In summary, we flew to Calgary, drove to Banff, stayed 5 nights in Banff, drove the Icefields Parkway to Jasper, stayed 3 nights in Jasper, drove the Icefields Parkway to Lake Louise, stayed 3 nights in Lake Louise, and for the last night drove to Calgary where we stayed at an airport hotel. When reading what we did each day, keep in mind that most days we did not get started until about 9 a.m. and were usually back at our lodging by early evening if not sooner--this should give you an idea of how much time things take.

We flew from Maryland to Calgary, with change in Toronto, Wednesday July 17. Going through Canadian security and customs was easy (especially compared with US customs), and the Toronto airport had lots of dining options. Arrived Calgary late afternoon, picked up rental car and drove to Banff in a driving rainstorm for part of the way, but that was pretty much the end of the bad weather for the trip.

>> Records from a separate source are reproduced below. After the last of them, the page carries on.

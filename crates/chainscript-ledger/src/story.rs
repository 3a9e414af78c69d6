//! A single narrative thread: finalized chain plus pending pool.
//!
//! # Invariants
//!
//! - `chain[i].previous_hash == chain[i - 1].hash` for `i > 0`.
//! - `chain[0].previous_hash` is the genesis sentinel for a root story and
//!   absent for a branch story, whose first block names its branch point.
//! - A block leaves `pending` exactly once, when it is appended to `chain`.
//!
//! `Story` is not synchronized; the registry serializes access to it.

use std::collections::BTreeMap;

use serde::{Deserialize, Serialize};

use chainscript_crypto::ChainOrigin;
use chainscript_types::{BlockHash, StoryId};

use crate::block::{Block, BlockLink};
use crate::config::{LedgerConfig, PassageRules};
use crate::error::{CorruptionError, CorruptionReason, LedgerError};
use crate::record::StoryRecord;

/// Result of a successful verification.
#[derive(Clone, Debug, PartialEq, Eq, Serialize, Deserialize)]
pub struct VerifyOutcome {
    pub block_hash: BlockHash,
    /// `true` only for the verification that moved the block into the chain.
    pub finalized: bool,
    pub verification_count: u32,
    /// Chain index, once finalized.
    pub index: Option<u64>,
}

#[derive(Clone, Debug, PartialEq, Eq)]
pub struct Story {
    id: StoryId,
    title: String,
    parent_story_id: Option<StoryId>,
    parent_block_hash: Option<BlockHash>,
    chain: Vec<Block>,
    pending: BTreeMap<BlockHash, Block>,
}

impl Story {
    pub fn new(
        id: StoryId,
        title: impl Into<String>,
        parent_story_id: Option<StoryId>,
        parent_block_hash: Option<BlockHash>,
    ) -> Self {
        Self {
            id,
            title: title.into(),
            parent_story_id,
            parent_block_hash,
            chain: Vec::new(),
            pending: BTreeMap::new(),
        }
    }

    /// Rebuild a story from its persisted record.
    ///
    /// Pending entries must be keyed by their own hash. Chains are not
    /// validated here; that is `validate_chain`'s job.
    pub fn from_record(record: StoryRecord) -> Result<Self, LedgerError> {
        for (key, block) in &record.pending {
            if *key != block.hash() || block.is_finalized() {
                return Err(CorruptionError {
                    story: record.id.clone(),
                    at_index: block.index() as usize,
                    reason: CorruptionReason::HashMismatch,
                }
                .into());
            }
        }

        Ok(Self {
            id: record.id,
            title: record.title,
            parent_story_id: record.parent_story_id,
            parent_block_hash: record.parent_block_hash,
            chain: record.chain,
            pending: record.pending,
        })
    }

    pub fn to_record(&self) -> StoryRecord {
        StoryRecord {
            id: self.id.clone(),
            title: self.title.clone(),
            parent_story_id: self.parent_story_id.clone(),
            parent_block_hash: self.parent_block_hash,
            chain: self.chain.clone(),
            pending: self.pending.clone(),
        }
    }

    pub fn id(&self) -> &StoryId {
        &self.id
    }

    pub fn title(&self) -> &str {
        &self.title
    }

    pub fn parent_story_id(&self) -> Option<&StoryId> {
        self.parent_story_id.as_ref()
    }

    pub fn parent_block_hash(&self) -> Option<BlockHash> {
        self.parent_block_hash
    }

    /// A story is a branch, chain-wise, when it carries a branch point.
    pub fn is_branch(&self) -> bool {
        self.parent_block_hash.is_some()
    }

    pub fn origin(&self) -> ChainOrigin {
        if self.is_branch() {
            ChainOrigin::BranchPoint
        } else {
            ChainOrigin::Genesis
        }
    }

    pub fn chain(&self) -> &[Block] {
        &self.chain
    }

    /// Pending blocks ordered by creation time, then hash.
    pub fn pending(&self) -> Vec<&Block> {
        let mut blocks: Vec<&Block> = self.pending.values().collect();
        blocks.sort_by(|a, b| {
            a.timestamp()
                .cmp(&b.timestamp())
                .then_with(|| a.hash().cmp(&b.hash()))
        });
        blocks
    }

    pub fn tail_hash(&self) -> Option<BlockHash> {
        self.chain.last().map(Block::hash)
    }

    /// The `previous_hash` the next finalized block must carry.
    pub fn expected_previous_hash(&self) -> Option<BlockHash> {
        match self.chain.last() {
            Some(tail) => Some(tail.hash()),
            None if self.is_branch() => None,
            None => Some(BlockHash::GENESIS),
        }
    }

    /// Finalized or pending block with the given hash.
    pub fn find_block(&self, hash: &BlockHash) -> Option<&Block> {
        self.pending
            .get(hash)
            .or_else(|| self.chain.iter().find(|b| b.hash() == *hash))
    }

    pub fn contains_finalized(&self, hash: &BlockHash) -> bool {
        self.chain.iter().any(|b| b.hash() == *hash)
    }

    /// Passages of the finalized chain joined by blank lines.
    pub fn text(&self) -> String {
        self.chain
            .iter()
            .map(Block::passage)
            .collect::<Vec<_>>()
            .join("\n\n")
    }

    /// Link for a block created now against the current tail.
    ///
    /// The first block of a branch story inherits the story's branch point
    /// unless the caller names a different one.
    pub fn next_link(&self, branch_from: Option<BlockHash>) -> BlockLink {
        let inherited = if self.chain.is_empty() {
            self.parent_block_hash
        } else {
            None
        };
        BlockLink {
            index: self.chain.len() as u64,
            previous_hash: self.expected_previous_hash(),
            parent_block_hash: branch_from.or(inherited),
        }
    }

    /// Create a pending block from a passage. The caller has already
    /// checked that `branch_from` names a finalized block.
    pub fn submit(
        &mut self,
        rules: &PassageRules,
        passage: impl Into<String>,
        author: impl Into<String>,
        branch_from: Option<BlockHash>,
    ) -> Result<Block, LedgerError> {
        let block = Block::create(rules, self.next_link(branch_from), passage, author)?;
        self.insert_pending(block)
    }

    pub(crate) fn insert_pending(&mut self, block: Block) -> Result<Block, LedgerError> {
        let hash = block.hash();
        if self.pending.contains_key(&hash) || self.contains_finalized(&hash) {
            return Err(LedgerError::HashCollision(hash));
        }
        self.pending.insert(hash, block.clone());
        Ok(block)
    }

    /// Register a verification and promote the block if this call crossed
    /// the threshold.
    ///
    /// The whole sequence is all-or-nothing: if promotion fails the
    /// verification is revoked and the block stays pending unchanged.
    ///
    /// A stale block can never be promoted, since its index and previous
    /// hash are covered by its hash. It stays in the pending pool as a
    /// record of the lost race; the author has to resubmit the passage.
    pub fn verify(
        &mut self,
        block_hash: &BlockHash,
        verifier: &str,
        config: &LedgerConfig,
    ) -> Result<VerifyOutcome, LedgerError> {
        let Some(block) = self.pending.get_mut(block_hash) else {
            if self.contains_finalized(block_hash) {
                return Err(LedgerError::AlreadyFinalized(*block_hash));
            }
            return Err(LedgerError::BlockNotFound(*block_hash));
        };

        let crossed = block.register_verification(verifier, config.verification_threshold)?;
        let verification_count = block.verification_count();
        if !crossed {
            return Ok(VerifyOutcome {
                block_hash: *block_hash,
                finalized: false,
                verification_count,
                index: None,
            });
        }

        match self.promote(block_hash) {
            Ok(index) => Ok(VerifyOutcome {
                block_hash: *block_hash,
                finalized: true,
                verification_count,
                index: Some(index),
            }),
            Err(err) => {
                if let Some(block) = self.pending.get_mut(block_hash) {
                    block.revoke_verification(verifier);
                }
                Err(err)
            }
        }
    }

    /// Move a pending block to the end of the chain.
    fn promote(&mut self, block_hash: &BlockHash) -> Result<u64, LedgerError> {
        let block = self
            .pending
            .get(block_hash)
            .ok_or(LedgerError::BlockNotFound(*block_hash))?;

        if block.recompute_hash() != block.hash() {
            return Err(CorruptionError {
                story: self.id.clone(),
                at_index: block.index() as usize,
                reason: CorruptionReason::HashMismatch,
            }
            .into());
        }

        let expected = self.expected_previous_hash();
        let next_index = self.chain.len() as u64;
        if block.previous_hash() != expected || block.index() != next_index {
            return Err(LedgerError::StaleChain {
                block: *block_hash,
                expected,
                found: block.previous_hash(),
            });
        }

        let Some(mut block) = self.pending.remove(block_hash) else {
            return Err(LedgerError::BlockNotFound(*block_hash));
        };
        block.finalize();
        self.chain.push(block);
        Ok(next_index)
    }
}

Got settled in our private log cabin (Banff Log Cabin) in a residential area just outside town, then drove into town to get dinner at Bear Street Tavern. We didn't walk around town that much but noted that Bear Street seemed more interesting than Banff Ave.--the latter is very touristy and crowded.

The next morning (July 18) we drove to the Sulphur Mountain gondola, where we had no wait. It was expensive for a short ride, but we liked the views at the top and the walk to the historic weather station (beware if you have a problem with steps--there were a LOT of steps, though it's laid out in a way that breaks up the ascent and descent). After the gondola we drove back into town and stopped at Cascade Gardens, which was a bit disappointing based on what I had been led to expect in travel info. It was pretty but not that big and not spectacular; 30 minutes was enough, and if you don't have the time, don't worry about missing it. We then picked up deli sandwiches at Nester's Market in town (they are pre-made, not made to order, but the roast beef sandwich we got was pretty good) and drove out of town on Mt. Norquay Road with the intention of doing the Stoney Squaw Trail hike. Unfortunately, about 20 minutes into the hike we turned back because the bugs were so bad that I could not stop for even a few seconds to rest as we ascended. We ended up eating lunch in the car instead of picknicking as we had hoped.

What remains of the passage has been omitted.